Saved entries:
* * *

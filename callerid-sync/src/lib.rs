//! # callerid-sync
//!
//! Contact-store reconciliation: diff the namespace group against a sync
//! payload and converge it through chunked, atomic batches.
//!
//! Call [`pipeline::sync_contacts`] for a full run. The lower-level pieces
//! ([`diff::compute_diff`], [`engine::Reconciler`]) are public for callers
//! that drive passes themselves.

pub mod diff;
pub mod engine;
pub mod error;
pub mod local_store;
pub mod ops;
pub mod pipeline;
pub mod progress;
pub mod sink;
pub mod state;
pub mod transform;

pub use engine::{ChunkReport, ReconcileOptions, Reconciler, SyncPlan, SyncReport};
pub use error::{ContactStoreError, SyncError};
pub use local_store::LocalContactStore;
pub use pipeline::{clear_contacts, set_local_contact_blocked, sync_contacts, SyncOutcome};
pub use progress::{ProgressEvent, ProgressReporter};
pub use sink::{ContactStore, ExistingContact};
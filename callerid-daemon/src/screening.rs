//! Call-state events to caller notices.
//!
//! One notice per ringing call. While a notice is showing, further ringing
//! events are ignored; going off-hook or idle dismisses it.

use serde::{Deserialize, Serialize};

use callerid_core::CallerLookup;

#[derive(Debug, Clone, PartialEq, Eq, Serialize, Deserialize)]
#[serde(tag = "state", rename_all = "camelCase")]
pub enum CallEvent {
    Ringing {
        #[serde(default)]
        number: Option<String>,
    },
    OffHook,
    Idle,
}

#[derive(Debug, Clone, PartialEq, Eq, Serialize)]
#[serde(tag = "notice", rename_all = "camelCase")]
pub enum Notice {
    ShowCaller { number: String, label: String },
    ShowBlocked { number: String, label: String },
    Dismiss,
}

#[derive(Debug, Default)]
pub struct CallScreener {
    showing: bool,
}

impl CallScreener {
    pub fn new() -> Self {
        Self::default()
    }

    pub fn is_showing(&self) -> bool {
        self.showing
    }

    pub fn on_event(
        &mut self,
        event: &CallEvent,
        lookup: impl FnOnce(&str) -> CallerLookup,
    ) -> Option<Notice> {
        match event {
            CallEvent::Ringing { number } => {
                if self.showing {
                    return None;
                }
                let number = number.as_deref()?;
                let notice = match lookup(number) {
                    CallerLookup::Blocked { label } => {
                        tracing::info!(number, "incoming call from blocked number");
                        Notice::ShowBlocked {
                            number: number.to_string(),
                            label,
                        }
                    }
                    CallerLookup::Identified { label } => Notice::ShowCaller {
                        number: number.to_string(),
                        label,
                    },
                    CallerLookup::Unknown => return None,
                };
                self.showing = true;
                Some(notice)
            }
            CallEvent::OffHook | CallEvent::Idle => {
                if !self.showing {
                    return None;
                }
                self.showing = false;
                Some(Notice::Dismiss)
            }
        }
    }
}

#[cfg(test)]
mod tests {
    use super::*;

    fn known(_: &str) -> CallerLookup {
        CallerLookup::Identified {
            label: "Doe, Jane".into(),
        }
    }

    fn ringing(number: &str) -> CallEvent {
        CallEvent::Ringing {
            number: Some(number.into()),
        }
    }

    #[test]
    fn ringing_shows_once() {
        let mut screener = CallScreener::new();
        let first = screener.on_event(&ringing("4930123"), known);
        assert_eq!(
            first,
            Some(Notice::ShowCaller {
                number: "4930123".into(),
                label: "Doe, Jane".into()
            })
        );
        assert_eq!(screener.on_event(&ringing("4930123"), known), None);
    }

    #[test]
    fn idle_and_offhook_dismiss_only_when_showing() {
        let mut screener = CallScreener::new();
        assert_eq!(screener.on_event(&CallEvent::Idle, known), None);
        screener.on_event(&ringing("1"), known);
        assert_eq!(screener.on_event(&CallEvent::OffHook, known), Some(Notice::Dismiss));
        assert_eq!(screener.on_event(&CallEvent::Idle, known), None);
        assert!(screener.on_event(&ringing("1"), known).is_some());
    }

    #[test]
    fn blocked_number_gets_blocked_notice() {
        let mut screener = CallScreener::new();
        let notice = screener.on_event(&ringing("666"), |_| CallerLookup::Blocked {
            label: "Spam".into(),
        });
        assert!(matches!(notice, Some(Notice::ShowBlocked { .. })));
    }

    #[test]
    fn unknown_caller_shows_nothing_and_keeps_screening() {
        let mut screener = CallScreener::new();
        assert_eq!(screener.on_event(&ringing("555"), |_| CallerLookup::Unknown), None);
        assert!(!screener.is_showing());
        assert_eq!(screener.on_event(&CallEvent::Idle, known), None);
        assert!(screener.on_event(&ringing("4930123"), known).is_some());
    }

    #[test]
    fn ringing_without_number_is_ignored() {
        let mut screener = CallScreener::new();
        assert_eq!(
            screener.on_event(&CallEvent::Ringing { number: None }, known),
            None
        );
        assert!(!screener.is_showing());
    }

    #[test]
    fn events_decode_from_wire() {
        let event: CallEvent =
            serde_json::from_str(r#"{"state":"ringing","number":"+4930"}"#).unwrap();
        assert_eq!(event, ringing("+4930"));
        let event: CallEvent = serde_json::from_str(r#"{"state":"offHook"}"#).unwrap();
        assert_eq!(event, CallEvent::OffHook);
    }
}
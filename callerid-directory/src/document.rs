//! The caller list document shared between the app and the directory extension.
//!
//! Lives at `<home>/.callerid/shared/callerId.json`. The app writes it, the
//! extension reads it on every request, and it is removed once a reload
//! finishes.

use std::path::Path;

use callerid_core::{paths, CallerListPayload, CallerListType};

use crate::error::{io_err, DirectoryError};

/// Write the document atomically: `<path>.tmp`, then rename.
pub fn write_at(home: &Path, payload: &CallerListPayload) -> Result<(), DirectoryError> {
    let path = paths::shared_document_path(home);
    let Some(dir) = path.parent() else {
        return Err(io_err(path, std::io::Error::other("invalid shared document path")));
    };
    std::fs::create_dir_all(dir).map_err(|e| io_err(dir, e))?;

    let json = serde_json::to_string(payload)?;
    let tmp = path.with_extension("json.tmp");
    std::fs::write(&tmp, json).map_err(|e| io_err(&tmp, e))?;
    std::fs::rename(&tmp, &path).map_err(|e| io_err(&path, e))?;
    tracing::debug!(
        "wrote shared {} document with {} items",
        payload.list_type.as_str(),
        payload.items.len()
    );
    Ok(())
}

/// Write the `clearAll` document used on logout.
pub fn write_clear_all_at(home: &Path) -> Result<(), DirectoryError> {
    write_at(home, &CallerListPayload::new(CallerListType::ClearAll, Vec::new()))
}

/// Read the document. `Ok(None)` when there is none.
pub fn read_at(home: &Path) -> Result<Option<CallerListPayload>, DirectoryError> {
    let path = paths::shared_document_path(home);
    if !path.exists() {
        return Ok(None);
    }
    let contents = std::fs::read_to_string(&path).map_err(|e| io_err(&path, e))?;
    Ok(Some(serde_json::from_str(&contents)?))
}

/// Remove the document. Missing is fine.
pub fn clear_at(home: &Path) -> Result<(), DirectoryError> {
    let path = paths::shared_document_path(home);
    match std::fs::remove_file(&path) {
        Ok(()) => {
            tracing::debug!("removed shared document {}", path.display());
            Ok(())
        }
        Err(e) if e.kind() == std::io::ErrorKind::NotFound => Ok(()),
        Err(e) => Err(io_err(path, e)),
    }
}

#[cfg(test)]
mod tests {
    use super::*;
    use callerid_core::CallerItem;
    use tempfile::TempDir;

    #[test]
    fn missing_document_reads_as_none() {
        let tmp = TempDir::new().unwrap();
        assert!(read_at(tmp.path()).unwrap().is_none());
        clear_at(tmp.path()).unwrap();
    }

    #[test]
    fn write_read_clear() {
        let tmp = TempDir::new().unwrap();
        let payload = CallerListPayload::new(
            CallerListType::Block,
            vec![CallerItem::new(4930123u64, "Spam", true)],
        );
        write_at(tmp.path(), &payload).unwrap();

        let raw = std::fs::read_to_string(paths::shared_document_path(tmp.path())).unwrap();
        assert!(raw.contains(r#""type":"block""#), "{raw}");
        assert!(raw.contains(r#""phonenumber":4930123"#), "{raw}");
        assert!(!paths::shared_document_path(tmp.path())
            .with_extension("json.tmp")
            .exists());

        assert_eq!(read_at(tmp.path()).unwrap(), Some(payload));
        clear_at(tmp.path()).unwrap();
        assert!(read_at(tmp.path()).unwrap().is_none());
    }

    #[test]
    fn clear_all_document() {
        let tmp = TempDir::new().unwrap();
        write_clear_all_at(tmp.path()).unwrap();
        let doc = read_at(tmp.path()).unwrap().unwrap();
        assert_eq!(doc.list_type, CallerListType::ClearAll);
        assert!(doc.items.is_empty());
    }

    #[test]
    fn garbage_document_is_a_json_error() {
        let tmp = TempDir::new().unwrap();
        let path = paths::shared_document_path(tmp.path());
        std::fs::create_dir_all(path.parent().unwrap()).unwrap();
        std::fs::write(&path, "not json").unwrap();
        assert!(matches!(read_at(tmp.path()), Err(DirectoryError::Json(_))));
    }
}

* * *

Lines from the start of the records through the one containing "#[derive(Debug, Clone, PartialEq, Eq, Serialize)]" are what should be retyped, exactly and in full, both ends included.

filename callerid-sync/src/lib.rs
//! # callerid-sync
//!
//! Contact-store reconciliation: diff the namespace group against a sync
//! payload and converge it through chunked, atomic batches.
//!
//! Call [`pipeline::sync_contacts`] for a full run. The lower-level pieces
//! ([`diff::compute_diff`], [`engine::Reconciler`]) are public for callers
//! that drive passes themselves.

pub mod diff;
pub mod engine;
pub mod error;
pub mod local_store;
pub mod ops;
pub mod pipeline;
pub mod progress;
pub mod sink;
pub mod state;
pub mod transform;

pub use engine::{ChunkReport, ReconcileOptions, Reconciler, SyncPlan, SyncReport};
pub use error::{ContactStoreError, SyncError};
pub use local_store::LocalContactStore;
pub use pipeline::{clear_contacts, set_local_contact_blocked, sync_contacts, SyncOutcome};
pub use progress::{ProgressEvent, ProgressReporter};
pub use sink::{ContactStore, ExistingContact};
filename callerid-daemon/src/screening.rs
//! Call-state events to caller notices.
//!
//! One notice per ringing call. While a notice is showing, further ringing
//! events are ignored; going off-hook or idle dismisses it.

use serde::{Deserialize, Serialize};

use callerid_core::CallerLookup;

#[derive(Debug, Clone, PartialEq, Eq, Serialize, Deserialize)]
#[serde(tag = "state", rename_all = "camelCase")]
pub enum CallEvent {
    Ringing {
        #[serde(default)]
        number: Option<String>,
    },
    OffHook,
    Idle,
}

#[derive(Debug, Clone, PartialEq, Eq, Serialize)]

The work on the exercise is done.